Pull out every line in the data that has the string "while" in it.

=====

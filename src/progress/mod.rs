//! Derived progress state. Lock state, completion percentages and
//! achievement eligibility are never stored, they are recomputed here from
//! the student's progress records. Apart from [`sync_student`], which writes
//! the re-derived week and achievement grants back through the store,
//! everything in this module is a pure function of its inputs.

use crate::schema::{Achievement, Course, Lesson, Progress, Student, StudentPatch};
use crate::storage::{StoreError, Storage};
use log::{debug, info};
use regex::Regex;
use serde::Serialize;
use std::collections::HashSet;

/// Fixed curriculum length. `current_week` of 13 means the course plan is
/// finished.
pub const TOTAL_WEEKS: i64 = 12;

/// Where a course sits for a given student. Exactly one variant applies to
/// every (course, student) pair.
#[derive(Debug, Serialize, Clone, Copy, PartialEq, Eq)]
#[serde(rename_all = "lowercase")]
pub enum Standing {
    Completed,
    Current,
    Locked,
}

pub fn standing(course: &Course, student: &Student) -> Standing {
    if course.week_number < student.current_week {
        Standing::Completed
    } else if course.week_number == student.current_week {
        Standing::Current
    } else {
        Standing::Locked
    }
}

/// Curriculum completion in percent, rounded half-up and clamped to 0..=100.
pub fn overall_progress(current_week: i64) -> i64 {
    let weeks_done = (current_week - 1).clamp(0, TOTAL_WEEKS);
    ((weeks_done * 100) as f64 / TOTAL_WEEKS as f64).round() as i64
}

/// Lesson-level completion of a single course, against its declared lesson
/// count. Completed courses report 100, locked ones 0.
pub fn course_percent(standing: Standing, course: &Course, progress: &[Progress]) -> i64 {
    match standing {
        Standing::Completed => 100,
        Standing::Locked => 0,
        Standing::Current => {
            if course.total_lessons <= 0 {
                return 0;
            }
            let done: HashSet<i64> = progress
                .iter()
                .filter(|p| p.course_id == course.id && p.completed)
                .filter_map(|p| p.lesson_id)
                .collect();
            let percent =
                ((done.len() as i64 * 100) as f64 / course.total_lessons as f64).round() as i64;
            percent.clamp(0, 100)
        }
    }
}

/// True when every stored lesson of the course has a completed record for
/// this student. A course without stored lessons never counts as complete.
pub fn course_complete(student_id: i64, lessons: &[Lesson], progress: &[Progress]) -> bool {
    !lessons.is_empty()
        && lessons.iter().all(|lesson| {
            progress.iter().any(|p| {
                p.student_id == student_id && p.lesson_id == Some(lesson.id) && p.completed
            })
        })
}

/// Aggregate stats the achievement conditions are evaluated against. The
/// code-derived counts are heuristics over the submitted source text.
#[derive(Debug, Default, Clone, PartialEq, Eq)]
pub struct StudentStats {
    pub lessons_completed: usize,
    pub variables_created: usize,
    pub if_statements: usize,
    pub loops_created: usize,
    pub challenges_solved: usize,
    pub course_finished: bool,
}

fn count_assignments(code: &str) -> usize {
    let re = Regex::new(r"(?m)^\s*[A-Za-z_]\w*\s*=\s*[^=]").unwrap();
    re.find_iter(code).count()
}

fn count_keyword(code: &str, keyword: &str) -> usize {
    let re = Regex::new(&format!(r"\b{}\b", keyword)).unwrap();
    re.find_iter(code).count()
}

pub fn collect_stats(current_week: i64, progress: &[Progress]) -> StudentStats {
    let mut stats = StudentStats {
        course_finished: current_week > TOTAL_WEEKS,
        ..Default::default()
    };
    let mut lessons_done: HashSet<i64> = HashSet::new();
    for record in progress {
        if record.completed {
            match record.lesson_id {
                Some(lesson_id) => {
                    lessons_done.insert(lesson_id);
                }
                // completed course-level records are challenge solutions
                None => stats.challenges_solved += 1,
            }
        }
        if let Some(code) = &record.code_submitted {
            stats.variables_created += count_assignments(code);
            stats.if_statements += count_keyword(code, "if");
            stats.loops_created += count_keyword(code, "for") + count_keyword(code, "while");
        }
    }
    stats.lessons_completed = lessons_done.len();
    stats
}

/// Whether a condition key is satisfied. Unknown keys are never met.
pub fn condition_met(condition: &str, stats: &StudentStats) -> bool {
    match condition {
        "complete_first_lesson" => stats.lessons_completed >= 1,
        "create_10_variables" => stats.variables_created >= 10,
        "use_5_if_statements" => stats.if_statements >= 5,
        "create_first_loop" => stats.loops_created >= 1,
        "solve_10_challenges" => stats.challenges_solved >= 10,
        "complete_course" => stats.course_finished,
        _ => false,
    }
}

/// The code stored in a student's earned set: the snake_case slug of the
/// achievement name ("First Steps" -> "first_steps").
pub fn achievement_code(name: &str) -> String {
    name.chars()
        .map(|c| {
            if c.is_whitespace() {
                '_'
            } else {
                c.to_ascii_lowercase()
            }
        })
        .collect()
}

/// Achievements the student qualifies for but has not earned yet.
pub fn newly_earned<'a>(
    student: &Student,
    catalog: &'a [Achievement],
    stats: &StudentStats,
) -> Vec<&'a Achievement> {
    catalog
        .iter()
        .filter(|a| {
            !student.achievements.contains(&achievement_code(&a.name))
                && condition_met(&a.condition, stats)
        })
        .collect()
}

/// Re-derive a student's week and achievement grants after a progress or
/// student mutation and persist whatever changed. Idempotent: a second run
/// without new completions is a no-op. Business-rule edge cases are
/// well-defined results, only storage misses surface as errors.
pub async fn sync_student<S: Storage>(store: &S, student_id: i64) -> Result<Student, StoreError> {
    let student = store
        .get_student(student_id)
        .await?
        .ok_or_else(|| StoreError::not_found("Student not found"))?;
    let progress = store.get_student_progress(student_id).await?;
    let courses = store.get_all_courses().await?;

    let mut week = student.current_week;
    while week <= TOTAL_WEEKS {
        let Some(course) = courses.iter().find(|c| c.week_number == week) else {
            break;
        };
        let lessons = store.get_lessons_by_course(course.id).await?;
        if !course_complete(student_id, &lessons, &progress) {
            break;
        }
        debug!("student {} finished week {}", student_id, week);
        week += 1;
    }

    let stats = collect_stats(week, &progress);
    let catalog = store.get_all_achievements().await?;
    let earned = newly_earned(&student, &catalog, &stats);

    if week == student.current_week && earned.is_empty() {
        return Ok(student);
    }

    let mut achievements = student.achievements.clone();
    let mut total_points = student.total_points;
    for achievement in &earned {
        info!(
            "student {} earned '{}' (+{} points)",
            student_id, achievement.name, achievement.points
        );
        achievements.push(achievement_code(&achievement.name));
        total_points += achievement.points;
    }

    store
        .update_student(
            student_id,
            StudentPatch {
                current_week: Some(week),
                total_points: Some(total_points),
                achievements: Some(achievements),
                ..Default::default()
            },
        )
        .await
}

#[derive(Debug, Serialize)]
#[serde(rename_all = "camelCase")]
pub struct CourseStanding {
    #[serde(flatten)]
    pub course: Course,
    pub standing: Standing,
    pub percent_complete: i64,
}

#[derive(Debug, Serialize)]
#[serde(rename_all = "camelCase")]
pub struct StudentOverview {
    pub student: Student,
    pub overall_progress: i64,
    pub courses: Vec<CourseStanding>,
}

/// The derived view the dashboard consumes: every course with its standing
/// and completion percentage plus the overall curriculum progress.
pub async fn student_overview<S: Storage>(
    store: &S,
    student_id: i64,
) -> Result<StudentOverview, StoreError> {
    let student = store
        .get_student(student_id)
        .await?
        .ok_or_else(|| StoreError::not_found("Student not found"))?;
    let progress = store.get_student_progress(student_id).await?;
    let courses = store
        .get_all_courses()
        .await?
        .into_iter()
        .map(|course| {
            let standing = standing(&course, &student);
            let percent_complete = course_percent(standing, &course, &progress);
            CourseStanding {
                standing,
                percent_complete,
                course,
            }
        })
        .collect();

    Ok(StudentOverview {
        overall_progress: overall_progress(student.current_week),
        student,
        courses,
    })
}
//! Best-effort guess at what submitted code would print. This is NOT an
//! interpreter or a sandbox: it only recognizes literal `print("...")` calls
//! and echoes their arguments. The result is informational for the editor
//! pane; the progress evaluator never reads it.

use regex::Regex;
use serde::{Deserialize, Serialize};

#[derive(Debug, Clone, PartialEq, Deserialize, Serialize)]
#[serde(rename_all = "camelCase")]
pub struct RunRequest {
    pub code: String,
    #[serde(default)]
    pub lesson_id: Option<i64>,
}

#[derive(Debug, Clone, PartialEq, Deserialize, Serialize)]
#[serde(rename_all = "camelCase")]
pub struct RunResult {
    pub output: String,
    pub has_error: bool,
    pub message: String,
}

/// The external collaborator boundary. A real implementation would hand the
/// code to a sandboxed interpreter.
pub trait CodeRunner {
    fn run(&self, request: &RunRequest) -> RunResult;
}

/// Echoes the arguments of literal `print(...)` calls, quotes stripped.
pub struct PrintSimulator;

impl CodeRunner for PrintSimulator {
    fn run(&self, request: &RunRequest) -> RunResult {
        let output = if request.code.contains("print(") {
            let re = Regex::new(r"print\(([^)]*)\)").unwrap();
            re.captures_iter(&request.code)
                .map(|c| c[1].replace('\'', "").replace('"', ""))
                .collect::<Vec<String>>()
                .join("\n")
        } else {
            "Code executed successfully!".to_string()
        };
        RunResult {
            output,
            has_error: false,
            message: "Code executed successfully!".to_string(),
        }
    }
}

=====

• [RESULT OF THIS TASK]:
            stats.loops_created += count_keyword(code, "for") + count_keyword(code, "while");
    while week <= TOTAL_WEEKS {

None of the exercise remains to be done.